À tort. Ce sont les grandes grèves qui ont paralysé la France industrielle à partir du 11 mai 1936 (tout est parti des usines Bréguet du Havre) qui ont créé un rapport de forces favorable. Fin mai, ce sont deux millions d’ouvriers et d’employés qui ont cessé le travail et qui occupent les usines. « Cette grève en elle-même est une joie. Une joie pure, une joie sans mélange », écrit la philosophe Simone Weil (1909-1943) dans la Révolution prolétarienne du 10 juin 1936. « Bien sûr, cette vie si dure recommencera dans quelques jours, poursuit-elle, mais on n’y pense pas.

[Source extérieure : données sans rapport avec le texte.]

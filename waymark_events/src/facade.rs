// Copyright 2025 the Waymark Authors
// SPDX-License-Identifier: Apache-2.0 OR MIT

//! Per-group facade handed to module code.
//!
//! ## Overview
//!
//! An [`EventsProxy`] binds one [`InteractiveGroup`] to the shared registry and offers
//! typed `on`/`off`. For application-managed groups, the topmost feature is mapped
//! back to the domain object it was built from through a [`FeatureAdapter`] before the
//! consumer's handler runs; vector-tile features pass through unchanged in
//! [`GroupEvent::feature`].
//!
//! ```
//! use waymark_events::facade::{AdaptWith, EventsProxy};
//! use waymark_events::registry::Registry;
//! use waymark_events::types::{EventType, InteractiveGroup};
//!
//! #[derive(Debug)]
//! struct Place { name: String }
//!
//! let registry = Registry::shared();
//! let places = EventsProxy::new(
//!     registry.clone(),
//!     Some(InteractiveGroup::application_managed("places", ["places-pins"])),
//!     AdaptWith(|f: &waymark_events::feature::Feature| {
//!         f.properties.get("name")?.as_str().map(|n| Place { name: n.into() })
//!     }),
//! );
//! places.on(EventType::Click, |event| {
//!     if let Some(place) = &event.item {
//!         println!("clicked {}", place.name);
//!     }
//!     Ok(())
//! });
//! assert!(registry.borrow().has_handlers("places", EventType::Click));
//! ```

use alloc::rc::Rc;
use core::fmt;

use tracing::error;

use crate::error::{EventsError, EventsResult, HandlerResult};
use crate::feature::Feature;
use crate::registry::{Handler, SharedRegistry};
use crate::types::{DispatchEvent, EventType, InteractiveGroup, PointerInput, SourceKind};

/// Maps a raw feature back to the domain object it was derived from.
pub trait FeatureAdapter {
    /// Domain object type.
    type Item;
    /// Map `feature`, or `None` if it does not correspond to a known object.
    fn adapt(&self, feature: &Feature) -> Option<Self::Item>;
}

/// Adapter that hands the deserialized feature itself to handlers.
#[derive(Copy, Clone, Debug, Default)]
pub struct RawFeature;

impl FeatureAdapter for RawFeature {
    type Item = Feature;

    fn adapt(&self, feature: &Feature) -> Option<Feature> {
        Some(feature.clone())
    }
}

/// Adapter built from a closure.
#[derive(Clone, Copy)]
pub struct AdaptWith<F>(pub F);

impl<F> fmt::Debug for AdaptWith<F> {
    fn fmt(&self, f: &mut fmt::Formatter<'_>) -> fmt::Result {
        f.debug_struct("AdaptWith").finish_non_exhaustive()
    }
}

impl<T, F> FeatureAdapter for AdaptWith<F>
where
    F: Fn(&Feature) -> Option<T>,
{
    type Item = T;

    fn adapt(&self, feature: &Feature) -> Option<T> {
        (self.0)(feature)
    }
}

/// What a facade handler receives.
#[derive(Debug)]
pub struct GroupEvent<'a, T> {
    /// Event type being delivered.
    pub event_type: EventType,
    /// Pointer position that produced the event.
    pub pointer: PointerInput,
    /// Topmost feature, deserialized. `None` for an empty notification.
    pub feature: Option<&'a Feature>,
    /// Domain object for application-managed groups, when the adapter recognises the feature.
    pub item: Option<T>,
    /// Full hit-test result, topmost first.
    pub features: &'a [Feature],
    /// The group this facade is bound to.
    pub group: &'a InteractiveGroup,
}

/// Typed `on`/`off` handle for one interactive group.
pub struct EventsProxy<A = RawFeature> {
    registry: SharedRegistry,
    group: Option<InteractiveGroup>,
    adapter: Rc<A>,
}

impl<A> Clone for EventsProxy<A> {
    fn clone(&self) -> Self {
        Self {
            registry: Rc::clone(&self.registry),
            group: self.group.clone(),
            adapter: Rc::clone(&self.adapter),
        }
    }
}

impl<A> fmt::Debug for EventsProxy<A> {
    fn fmt(&self, f: &mut fmt::Formatter<'_>) -> fmt::Result {
        f.debug_struct("EventsProxy")
            .field("group", &self.group)
            .finish_non_exhaustive()
    }
}

impl<A: FeatureAdapter + 'static> EventsProxy<A> {
    /// Create a proxy. A `None` group yields a detached proxy whose calls are logged and ignored.
    pub fn new(registry: SharedRegistry, group: Option<InteractiveGroup>, adapter: A) -> Self {
        Self {
            registry,
            group,
            adapter: Rc::new(adapter),
        }
    }

    /// The bound group.
    pub fn group(&self) -> Option<&InteractiveGroup> {
        self.group.as_ref()
    }

    fn bound_group(&self) -> EventsResult<&InteractiveGroup> {
        self.group.as_ref().ok_or(EventsError::DetachedProxy)
    }

    /// Whether the bound group is currently registered.
    pub fn is_interactive(&self) -> bool {
        self.group
            .as_ref()
            .is_some_and(|g| self.registry.borrow().has(g))
    }

    /// Register `handler` for `event_type`.
    ///
    /// Returns the registered [`Handler`], or `None` (after logging) on a detached proxy
    /// or when the source is already registered with a different kind.
    pub fn on<F>(&self, event_type: EventType, handler: F) -> Option<Handler>
    where
        F: Fn(&GroupEvent<'_, A::Item>) -> HandlerResult + 'static,
    {
        let group = match self.bound_group() {
            Ok(group) => group,
            Err(err) => {
                error!(event = %event_type, %err, "handler ignored");
                return None;
            }
        };
        let adapter = Rc::clone(&self.adapter);
        let wrapped: Handler = Rc::new(move |event: &DispatchEvent<'_>| {
            let item = match event.group.kind {
                SourceKind::ApplicationManaged => event.feature.and_then(|f| adapter.adapt(f)),
                SourceKind::VectorTile => None,
            };
            handler(&GroupEvent {
                event_type: event.event_type,
                pointer: event.pointer,
                feature: event.feature,
                item,
                features: event.features,
                group: event.group,
            })
        });
        let added = self
            .registry
            .borrow_mut()
            .add_event_handler(group, Rc::clone(&wrapped), event_type);
        added.then_some(wrapped)
    }

    /// Remove every handler of `event_type` for the bound group.
    pub fn off(&self, event_type: EventType) {
        let group = match self.bound_group() {
            Ok(group) => group,
            Err(err) => {
                error!(event = %event_type, %err, "off ignored");
                return;
            }
        };
        self.registry.borrow_mut().remove(event_type, group);
    }
}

Enfin, pour la première fois, et pour toujours, il flottera autour de ces lourdes machines d’autres souvenirs que le silence, la contrainte, la soumission. Des souvenirs […] qui laisseront un peu de chaleur humaine sur tout ce métal. »

Les accords Matignon, signés le 7 juin par les syndicats et le patronat, sous l’égide du gouvernement de Front populaire, visaient surtout à faire cesser les grèves. Pour cela, les patrons concédèrent une moyenne de 12 % d’augmentation salariale, et des accords sur les conventions collectives. Les gains de pouvoir d’achat ont tôt fait d’être annulés par l’inflation. Reste le temps conquis pour le repos, les loisirs et les vacances : la semaine légale est fixée à 40 heures, et deux semaines de congés payés sont concédées aux salariés. Le voyage commence le week-end. Pour les Parisiens, c’est une virée sur les bords du lac d’Enghien, ou dans les bois de Vincennes et de Boulogne, ou encore sur les bords de la Marne, où fleurissent les fameuses guinguettes.
Le bal musette est au sommet de sa gloire.